Task
Return every line from the records below that has the word "LabelCollector".

Dataset
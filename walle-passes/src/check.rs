//! Semantic checking pass.
//!
//! Infers the static type of every expression, validates command arguments and enforces the
//! structural rules of a program. Errors are appended to [`Source::errors`]; the AST is never
//! modified.

use std::collections::HashMap;

use walle_parser::ast::{BinaryOp, Expr, ExprKind, Literal, Program, Stmt, StmtKind, UnaryOp};
use walle_parser::visitor::Visitor;
use walle_source::{CodeLocation, Error, Source};
use walle_value::{Builtin, Color, ValueType};

use crate::labels::LabelCollector;

/// Static type of an expression. `None` means an error has already been reported for it, which
/// silences follow-up errors on the enclosing expression.
type Inferred = Option<ValueType>;

/// Semantic checker.
pub struct Checker<'a> {
    /// Type of the last assignment seen for every variable. Reassignment may change it.
    /// `None` if the assigned expression was already erroneous.
    symbols: HashMap<String, Inferred>,
    source: &'a Source<'a>,
}

/// Checks `program` and appends every semantic error to `source.errors`.
pub fn check_program<'a>(program: &'a Program, source: &'a Source<'a>) {
    let mut labels = LabelCollector::new(source);
    labels.visit_program(program);
    labels.resolve();

    Checker::new(source).check(program);
}

impl<'a> Checker<'a> {
    pub fn new(source: &'a Source<'a>) -> Self {
        Self {
            symbols: HashMap::new(),
            source,
        }
    }

    fn error(&self, loc: CodeLocation, message: impl ToString) {
        self.source.errors.add_error(Error::semantic(loc, message));
    }

    /// Checks the structure of the program and every statement in order.
    pub fn check(&mut self, program: &Program) {
        let starts_with_spawn = match program.stmts.first() {
            None => {
                self.error(program.loc, "Program is empty, it must start with 'Spawn'.");
                false
            }
            Some(first) if !matches!(first.kind, StmtKind::Spawn { .. }) => {
                self.error(first.loc, "Program must start with 'Spawn'.");
                false
            }
            Some(_) => true,
        };

        for (i, stmt) in program.stmts.iter().enumerate() {
            // a misplaced `Spawn` is already covered by the error above
            if i > 0 && starts_with_spawn && matches!(stmt.kind, StmtKind::Spawn { .. }) {
                self.error(
                    stmt.loc,
                    "'Spawn' can only be used once, as the first statement.",
                );
            }
            self.check_stmt(stmt);
        }
    }

    fn check_stmt(&mut self, stmt: &Stmt) {
        match &stmt.kind {
            StmtKind::Spawn { x, y } => {
                self.check_args("Spawn", &[(x, ValueType::IntOrBool), (y, ValueType::IntOrBool)]);
            }
            StmtKind::Respawn { x, y } => {
                self.check_args(
                    "Respawn",
                    &[(x, ValueType::IntOrBool), (y, ValueType::IntOrBool)],
                );
            }
            StmtKind::Color(color) => {
                self.check_args("Color", &[(color, ValueType::Str)]);
                if let ExprKind::Literal(Literal::Str(literal)) = &color.kind {
                    if literal.parse::<Color>().is_err() {
                        self.error(color.loc, format!("Invalid color '{}'.", literal));
                    }
                }
            }
            StmtKind::Size(size) => self.check_args("Size", &[(size, ValueType::IntOrBool)]),
            StmtKind::DrawLine {
                dir_x,
                dir_y,
                distance,
            } => {
                self.check_direction(dir_x);
                self.check_direction(dir_y);
                self.check_args(
                    "DrawLine",
                    &[
                        (dir_x, ValueType::IntOrBool),
                        (dir_y, ValueType::IntOrBool),
                        (distance, ValueType::IntOrBool),
                    ],
                );
            }
            StmtKind::DrawCircle {
                dir_x,
                dir_y,
                radius,
            } => {
                self.check_direction(dir_x);
                self.check_direction(dir_y);
                self.check_args(
                    "DrawCircle",
                    &[
                        (dir_x, ValueType::IntOrBool),
                        (dir_y, ValueType::IntOrBool),
                        (radius, ValueType::IntOrBool),
                    ],
                );
            }
            StmtKind::DrawRectangle {
                dir_x,
                dir_y,
                distance,
                width,
                height,
            } => {
                self.check_direction(dir_x);
                self.check_direction(dir_y);
                self.check_args(
                    "DrawRectangle",
                    &[
                        (dir_x, ValueType::IntOrBool),
                        (dir_y, ValueType::IntOrBool),
                        (distance, ValueType::IntOrBool),
                        (width, ValueType::IntOrBool),
                        (height, ValueType::IntOrBool),
                    ],
                );
            }
            StmtKind::Fill => {}
            StmtKind::Filling(filling) => {
                self.check_args("Filling", &[(filling, ValueType::IntOrBool)])
            }
            StmtKind::Assign { ident, value } => {
                let ty = self.infer_expr(value);
                if ty == Some(ValueType::Void) {
                    self.error(
                        value.loc,
                        format!("Cannot assign a value of type Void to '{}'.", ident),
                    );
                }
                self.symbols.insert(ident.clone(), ty);
            }
            StmtKind::Label(_) => {}
            StmtKind::GoTo { label, condition } => {
                let ty = self.infer_expr(condition);
                self.expect_type(
                    ty,
                    ValueType::IntOrBool,
                    condition.loc,
                    &format!("Condition of 'GoTo[{}]'", label),
                );
            }
            StmtKind::ExprStmt(expr) => {
                self.infer_expr(expr);
            }
        }
    }

    /// Checks the arguments of a command against their expected types.
    fn check_args(&mut self, command: &str, args: &[(&Expr, ValueType)]) {
        for (i, (arg, expected)) in args.iter().enumerate() {
            let ty = self.infer_expr(arg);
            self.expect_type(
                ty,
                *expected,
                arg.loc,
                &format!("Argument {} of '{}'", i + 1, command),
            );
        }
    }

    /// Constant direction components must be `-1`, `0` or `1`.
    /// Computed components can only be checked at runtime.
    fn check_direction(&self, dir: &Expr) {
        if let Some(val) = dir.constant_int() {
            if !(-1..=1).contains(&val) {
                self.error(
                    dir.loc,
                    format!("Direction component must be -1, 0 or 1, found {}.", val),
                );
            }
        }
    }

    /// Reports an error if `found` is known and differs from `expected`.
    /// Returns `true` if the type matches.
    fn expect_type(
        &self,
        found: Inferred,
        expected: ValueType,
        loc: CodeLocation,
        role: &str,
    ) -> bool {
        match found {
            Some(found) if found != expected => {
                self.error(
                    loc,
                    format!("{} must be of type {}, found {}.", role, expected, found),
                );
                false
            }
            Some(_) => true,
            None => false,
        }
    }

    /// Infers the static type of `expr`, reporting every type error found inside it.
    fn infer_expr(&mut self, expr: &Expr) -> Inferred {
        match &expr.kind {
            ExprKind::Literal(Literal::Int(_)) | ExprKind::Literal(Literal::Bool(_)) => {
                Some(ValueType::IntOrBool)
            }
            ExprKind::Literal(Literal::Str(_)) => Some(ValueType::Str),
            ExprKind::Variable(ident) => match self.symbols.get(ident) {
                Some(ty) => *ty,
                None => {
                    self.error(expr.loc, format!("Undefined variable '{}'.", ident));
                    None
                }
            },
            ExprKind::Call { ident, args } => self.infer_call(ident, args, expr.loc),
            ExprKind::Group(inner) => self.infer_expr(inner),
            ExprKind::Unary { op, arg } => {
                let ty = self.infer_expr(arg);
                let symbol = match op {
                    UnaryOp::Bang => "!",
                    UnaryOp::Minus => "-",
                };
                self.expect_type(
                    ty,
                    ValueType::IntOrBool,
                    arg.loc,
                    &format!("Operand of unary '{}'", symbol),
                );
                Some(ValueType::IntOrBool)
            }
            ExprKind::Binary { lhs, op, rhs } => {
                let lhs_ty = self.infer_expr(lhs);
                let rhs_ty = self.infer_expr(rhs);
                self.infer_binary(*op, (lhs_ty, lhs), (rhs_ty, rhs), expr.loc)
            }
        }
    }

    fn infer_binary(
        &self,
        op: BinaryOp,
        (lhs_ty, lhs): (Inferred, &Expr),
        (rhs_ty, rhs): (Inferred, &Expr),
        loc: CodeLocation,
    ) -> Inferred {
        use ValueType::{IntOrBool, Str};

        match op {
            BinaryOp::Add => match (lhs_ty?, rhs_ty?) {
                (IntOrBool, IntOrBool) => Some(IntOrBool),
                (Str, _) | (_, Str) => Some(Str),
                (lhs_ty, rhs_ty) => {
                    self.error(
                        loc,
                        format!(
                            "Operator '+' cannot be applied to {} and {}.",
                            lhs_ty, rhs_ty
                        ),
                    );
                    None
                }
            },
            BinaryOp::Mul => match (lhs_ty?, rhs_ty?) {
                (IntOrBool, IntOrBool) => Some(IntOrBool),
                (Str, IntOrBool) | (IntOrBool, Str) => Some(Str),
                (lhs_ty, rhs_ty) => {
                    self.error(
                        loc,
                        format!(
                            "Operator '*' cannot be applied to {} and {}.",
                            lhs_ty, rhs_ty
                        ),
                    );
                    None
                }
            },
            BinaryOp::Eq | BinaryOp::Ne => {
                let (lhs_ty, rhs_ty) = (lhs_ty?, rhs_ty?);
                if lhs_ty != rhs_ty || lhs_ty == ValueType::Void {
                    self.error(
                        loc,
                        format!(
                            "Operands of '{}' must have the same type, found {} and {}.",
                            op.symbol(),
                            lhs_ty,
                            rhs_ty
                        ),
                    );
                    return None;
                }
                Some(IntOrBool)
            }
            BinaryOp::Sub
            | BinaryOp::Div
            | BinaryOp::Pow
            | BinaryOp::Mod
            | BinaryOp::Gt
            | BinaryOp::Ge
            | BinaryOp::Lt
            | BinaryOp::Le
            | BinaryOp::And
            | BinaryOp::Or => {
                let lhs_ok = self.expect_type(
                    lhs_ty,
                    IntOrBool,
                    lhs.loc,
                    &format!("Left operand of '{}'", op.symbol()),
                );
                let rhs_ok = self.expect_type(
                    rhs_ty,
                    IntOrBool,
                    rhs.loc,
                    &format!("Right operand of '{}'", op.symbol()),
                );
                if lhs_ok && rhs_ok {
                    Some(IntOrBool)
                } else {
                    None
                }
            }
        }
    }

    fn infer_call(&mut self, ident: &str, args: &[Expr], loc: CodeLocation) -> Inferred {
        let arg_types: Vec<_> = args.iter().map(|arg| self.infer_expr(arg)).collect();

        let builtin = match Builtin::from_name(ident) {
            Some(builtin) => builtin,
            None => {
                self.error(loc, format!("Unknown function '{}'.", ident));
                return None;
            }
        };

        if args.len() != builtin.arity() {
            self.error(
                loc,
                format!(
                    "Function '{}' expects {} argument(s), found {}.",
                    ident,
                    builtin.arity(),
                    args.len()
                ),
            );
        } else {
            for (i, ((arg, ty), expected)) in args
                .iter()
                .zip(arg_types)
                .zip(builtin.params().iter().copied())
                .enumerate()
            {
                self.expect_type(
                    ty,
                    expected,
                    arg.loc,
                    &format!("Argument {} of '{}'", i + 1, ident),
                );
            }
        }

        Some(builtin.return_type())
    }
}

Answer space
use crate::labels::LabelCollector;
    let mut labels = LabelCollector::new(source);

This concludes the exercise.